Apart from oil and natural-gas resources, Alaska has a wide variety of minerals that have a vast array of uses. Alaska ranks among the top 10 areas in the world for the following minerals: coal, copper, lead, zinc, and silver. Mining and minerals support an extremely lucrative part of the Alaskan economy - managed by the Department of Natural Resources. For perspective, in 2016, the Division of Mining, land and water generated $28.4 million through the authorization of state lands and water. Once again, the balance between doing what is prudent for the economy and doing justice to the land and resources is a constant balancing act for the Alaska Department of Natural Resources.

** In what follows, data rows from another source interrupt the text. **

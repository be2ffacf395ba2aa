use std::sync::Arc;

use axum::extract::{Query, State};
use axum::http::header::{CONTENT_DISPOSITION, CONTENT_TYPE};
use axum::response::{IntoResponse, Response};
use axum::Json;
use serde::{Deserialize, Serialize};
use sm_core::{Article, Error, NewsAnalysis, Snapshot, SnapshotStore};
use tracing::{info, warn};

use crate::error::ApiError;
use crate::AppState;

pub const AUDIO_FILE_NAME: &str = "news_summary.mp3";

#[derive(Debug, Deserialize)]
pub struct CompanyQuery {
    pub company: String,
}

impl CompanyQuery {
    fn company(&self) -> Result<&str, ApiError> {
        let company = self.company.trim();
        if company.is_empty() {
            return Err(ApiError::bad_request("Query parameter 'company' must not be empty"));
        }
        Ok(company)
    }
}

#[derive(Debug, Serialize)]
pub struct SentimentResponse {
    pub sentiment_analysis: Vec<Article>,
}

pub async fn fetch_news(
    State(state): State<Arc<AppState>>,
    Query(query): Query<CompanyQuery>,
) -> Result<Json<NewsAnalysis>, ApiError> {
    let company = query.company()?;
    let analysis = state.pipeline.analyze(company).await?;
    state
        .snapshots
        .save_or_warn(&Snapshot::news(company, &analysis.articles, &analysis.report))
        .await;
    Ok(Json(analysis))
}

pub async fn analyze_sentiment(
    State(state): State<Arc<AppState>>,
    Query(query): Query<CompanyQuery>,
) -> Result<Json<SentimentResponse>, ApiError> {
    let company = query.company()?;
    let articles = state.pipeline.sentiment(company).await?;
    state.snapshots.save_or_warn(&Snapshot::sentiment(company, &articles)).await;
    Ok(Json(SentimentResponse {
        sentiment_analysis: articles,
    }))
}

pub async fn generate_tts(
    State(state): State<Arc<AppState>>,
    Query(query): Query<CompanyQuery>,
) -> Result<Response, ApiError> {
    let company = query.company()?;
    let path = state.audio_path();
    let written = state.pipeline.generate_audio(company, &path).await?;

    let audio = tokio::fs::read(&written).await;
    if let Err(e) = tokio::fs::remove_file(&written).await {
        warn!("Could not remove {}: {}", written.display(), e);
    }
    let audio = audio.map_err(|e| Error::SynthesisFailed(format!("could not read {}: {}", written.display(), e)))?;

    info!("🎧 Serving {} bytes of audio for '{}'", audio.len(), company);
    Ok((
        [
            (CONTENT_TYPE, "audio/mpeg".to_string()),
            (CONTENT_DISPOSITION, format!("attachment; filename=\"{}\"", AUDIO_FILE_NAME)),
        ],
        audio,
    )
        .into_response())
}
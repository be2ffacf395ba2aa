mod chunk;
mod google_tts;

pub use chunk::split_for_speech;
pub use google_tts::{GoogleTtsRenderer, MAX_CHUNK_CHARS};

== Environmental issues ==

Following the election of Donald Trump in the 2016 presidential contest, one of the main focuses of the administration shifted to becoming energy-independent, and the spotlight came on the amount of potential, untapped oil and natural-gas. This sparked controversy nationwide, but particularly in Alaska, because of its abundance of resources. Under the Trump administration the Tax Cuts and Jobs Act of 2017 passed, with provisions embedded that would strip protections and allow for potential prospecting and extraction of natural resources on public lands, including those in Alaska. The public outcry for protection of the lands in jeopardy of corporatization became increasingly loud. In September 2019, the federal House of Representatives passed the Arctic Cultural and Coastal Plain Protection Act, aiming to protect over 1.5 million acres of land. Sections of the Arctic National Wildlife Refuge provide a unique habitat home to many different species that thrive in its current condition. The Arctic National Refuge contains more biodiversity than anywhere north of the Arctic Circle. Proponents of the bill believe that any human intervention could potentially damage the area for decades, rendering parts of the land uninhabitable to many species native to the area. The passage of the bill means a restoration of protective provisions stripped by the tax bill in 2017. Bills like this specify where the Alaska Department of Natural Resources can issue leases and permissions to corporations to search for and excavate natural resources.